» TASK BRIEF
Repeat the lines below exactly as written, please, from the line with "pub struct Update" to the line with "pub struct Voice", both lines included, and no others.
******************************
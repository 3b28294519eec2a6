//! Telegram Bot API 集成（长轮询）
//!
//! getUpdates 拉取消息，按消息类型路由：/start 重置会话并问候；文本直接进回合；
//! 语音先下载转写再进回合。回复优先以语音发送（TTS），反馈按分类以文本补发。

use std::sync::Arc;
use std::time::Duration;

use serde::Deserialize;

use crate::core::{TurnError, TurnOrchestrator};
use crate::feedback::FeedbackCategory;
use crate::profile::ProfileProvider;
use crate::session::SessionManager;
use crate::speech::SpeechClient;

/// Telegram 服务状态
pub struct TelegramState {
    pub orchestrator: TurnOrchestrator,
    pub sessions: SessionManager,
    pub profiles: Arc<dyn ProfileProvider>,
    /// None 时忽略语音消息，回复只发文本
    pub speech: Option<SpeechClient>,
    pub token: String,
    pub http: reqwest::Client,
    pub poll_timeout_secs: u64,
}

#[derive(Debug, Deserialize)]
struct UpdatesResponse {
    ok: bool,
    #[serde(default)]
    result: Vec<Update>,
}

#[derive(Debug, Deserialize)]
pub struct Update {
    pub update_id: i64,
    pub message: Option<IncomingMessage>,
}

#[derive(Debug, Deserialize)]
pub struct IncomingMessage {
    pub chat: Chat,
    pub text: Option<String>,
    pub voice: Option<Voice>,
}

#[derive(Debug, Deserialize)]
pub struct Chat {
    pub id: i64,
}

#[derive(Debug, Deserialize)]
pub struct Voice {
    pub file_id: String,
}

#[derive(Debug, Deserialize)]
struct FileResponse {
    ok: bool,
    result: Option<FileInfo>,
}

#[derive(Debug, Deserialize)]
struct FileInfo {
    file_path: Option<String>,
}

fn api_url(token: &str, method: &str) -> String {
    format!("https://api.telegram.org/bot{}/{}", token, method)
}

/// 长轮询主循环：拉取更新并逐条派发到后台任务处理
pub async fn run_polling(state: Arc<TelegramState>) -> anyhow::Result<()> {
    let mut offset: i64 = 0;
    tracing::info!("Telegram bot polling started");

    loop {
        let updates = match get_updates(&state, offset).await {
            Ok(u) => u,
            Err(e) => {
                tracing::warn!("getUpdates failed: {}, retrying in 5s", e);
                tokio::time::sleep(Duration::from_secs(5)).await;
                continue;
            }
        };

        for update in updates {
            offset = offset.max(update.update_id + 1);
            let state = Arc::clone(&state);
            tokio::spawn(async move {
                if let Err(e) = handle_update(state, update).await {
                    tracing::error!("Update handling error: {}", e);
                }
            });
        }
    }
}

async fn get_updates(state: &TelegramState, offset: i64) -> anyhow::Result<Vec<Update>> {
    let resp = state
        .http
        .get(api_url(&state.token, "getUpdates"))
        .query(&[("timeout", state.poll_timeout_secs as i64), ("offset", offset)])
        .timeout(Duration::from_secs(state.poll_timeout_secs + 10))
        .send()
        .await?;

    if !resp.status().is_success() {
        let text = resp.text().await?;
        anyhow::bail!("Telegram API error: {}", text);
    }

    let body: UpdatesResponse = resp.json().await?;
    if !body.ok {
        anyhow::bail!("Telegram API returned ok=false");
    }
    Ok(body.result)
}

async fn handle_update(state: Arc<TelegramState>, update: Update) -> anyhow::Result<()> {
    let Some(msg) = update.message else {
        return Ok(());
    };
    let chat_id = msg.chat.id;

    if let Some(text) = msg.text {
        if text.trim() == "/start" {
            state.sessions.reset(&chat_id.to_string()).await;
            send_message(
                &state,
                chat_id,
                "👋 Welcome to English Buddy!\nSend me a message to start practicing your English.",
            )
            .await?;
            return Ok(());
        }
        return handle_turn(&state, chat_id, text).await;
    }

    if let Some(voice) = msg.voice {
        let Some(speech) = state.speech.as_ref() else {
            send_message(&state, chat_id, "Voice messages are disabled, please send text.").await?;
            return Ok(());
        };
        let audio = download_file(&state, &voice.file_id).await?;
        let text = speech.transcribe(audio, "voice.ogg").await?;
        send_message(&state, chat_id, &format!("(Transcribed) You said: {}", text)).await?;
        return handle_turn(&state, chat_id, text).await;
    }

    Ok(())
}

/// 一次完整回合：取会话 → 追加用户消息 → 跑回合 → 呈现回复与最新反馈
async fn handle_turn(state: &TelegramState, chat_id: i64, text: String) -> anyhow::Result<()> {
    let user_id = chat_id.to_string();

    let mut session = match state.sessions.checkout(&user_id).await {
        Ok(guard) => guard,
        Err(TurnError::SessionBusy) => {
            send_message(
                state,
                chat_id,
                "One moment, I'm still replying to your previous message.",
            )
            .await?;
            return Ok(());
        }
        Err(e) => return Err(e.into()),
    };

    session.push_user(text);
    let profile = state.profiles.profile_for(&user_id).await;

    match state.orchestrator.run_turn(&mut session, &profile).await {
        Ok(result) => {
            send_reply(state, chat_id, &result.reply).await?;
            for category in FeedbackCategory::ALL {
                if let Some(entry) = session.last_entry(category) {
                    send_message(state, chat_id, &format!("{}: {}", category, entry.text)).await?;
                }
            }
        }
        Err(e @ TurnError::GenerationFailed(_)) => {
            tracing::error!("Turn failed for chat {}: {}", chat_id, e);
            send_message(
                state,
                chat_id,
                "Sorry, something went wrong while processing your message. Please try again.",
            )
            .await?;
        }
        Err(e) => return Err(e.into()),
    }

    Ok(())
}

/// 回复呈现：语音可用时合成并发语音条，失败回落到文本
async fn send_reply(state: &TelegramState, chat_id: i64, reply: &str) -> anyhow::Result<()> {
    if reply.is_empty() {
        return Ok(());
    }

    if let Some(speech) = state.speech.as_ref() {
        match speech.synthesize(reply).await {
            Ok(audio) => return send_voice(state, chat_id, audio).await,
            Err(e) => {
                tracing::warn!("TTS failed, falling back to text: {}", e);
            }
        }
    }

    send_message(state, chat_id, reply).await
}

/// 发送文本消息；Telegram 消息有长度限制 (4096 字符)，按字符分段
async fn send_message(state: &TelegramState, chat_id: i64, body: &str) -> anyhow::Result<()> {
    for chunk in chunk_text(body, 4000) {
        let resp = state
            .http
            .post(api_url(&state.token, "sendMessage"))
            .json(&serde_json::json!({ "chat_id": chat_id, "text": chunk }))
            .send()
            .await?;

        if !resp.status().is_success() {
            let text = resp.text().await?;
            anyhow::bail!("sendMessage error: {}", text);
        }
    }
    Ok(())
}

async fn send_voice(state: &TelegramState, chat_id: i64, audio: Vec<u8>) -> anyhow::Result<()> {
    let part = reqwest::multipart::Part::bytes(audio)
        .file_name("reply.ogg")
        .mime_str("audio/ogg")?;
    let form = reqwest::multipart::Form::new()
        .text("chat_id", chat_id.to_string())
        .part("voice", part);

    let resp = state
        .http
        .post(api_url(&state.token, "sendVoice"))
        .multipart(form)
        .send()
        .await?;

    if !resp.status().is_success() {
        let text = resp.text().await?;
        anyhow::bail!("sendVoice error: {}", text);
    }
    Ok(())
}

/// 下载 Telegram 文件（getFile → file 下载端点）
async fn download_file(state: &TelegramState, file_id: &str) -> anyhow::Result<Vec<u8>> {
    let resp = state
        .http
        .get(api_url(&state.token, "getFile"))
        .query(&[("file_id", file_id)])
        .send()
        .await?;
    let body: FileResponse = resp.json().await?;
    if !body.ok {
        anyhow::bail!("getFile returned ok=false");
    }

    let file_path = body
        .result
        .and_then(|f| f.file_path)
        .ok_or_else(|| anyhow::anyhow!("getFile returned no file_path"))?;

    let url = format!(
        "https://api.telegram.org/file/bot{}/{}",
        state.token, file_path
    );
    let resp = state.http.get(&url).send().await?;
    if !resp.status().is_success() {
        anyhow::bail!("file download error: {}", resp.status());
    }
    Ok(resp.bytes().await?.to_vec())
}

fn chunk_text(body: &str, max_len: usize) -> Vec<String> {
    if body.chars().count() <= max_len {
        return vec![body.to_string()];
    }
    body.chars()
        .collect::<Vec<_>>()
        .chunks(max_len)
        .map(|c| c.iter().collect())
        .collect()
}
******************************
» REPLY
pub struct Update {
    pub update_id: i64,
    pub message: Option<IncomingMessage>,
}

#[derive(Debug, Deserialize)]
pub struct IncomingMessage {
    pub chat: Chat,
    pub text: Option<String>,
    pub voice: Option<Voice>,
}

#[derive(Debug, Deserialize)]
pub struct Chat {
    pub id: i64,
}

#[derive(Debug, Deserialize)]
pub struct Voice {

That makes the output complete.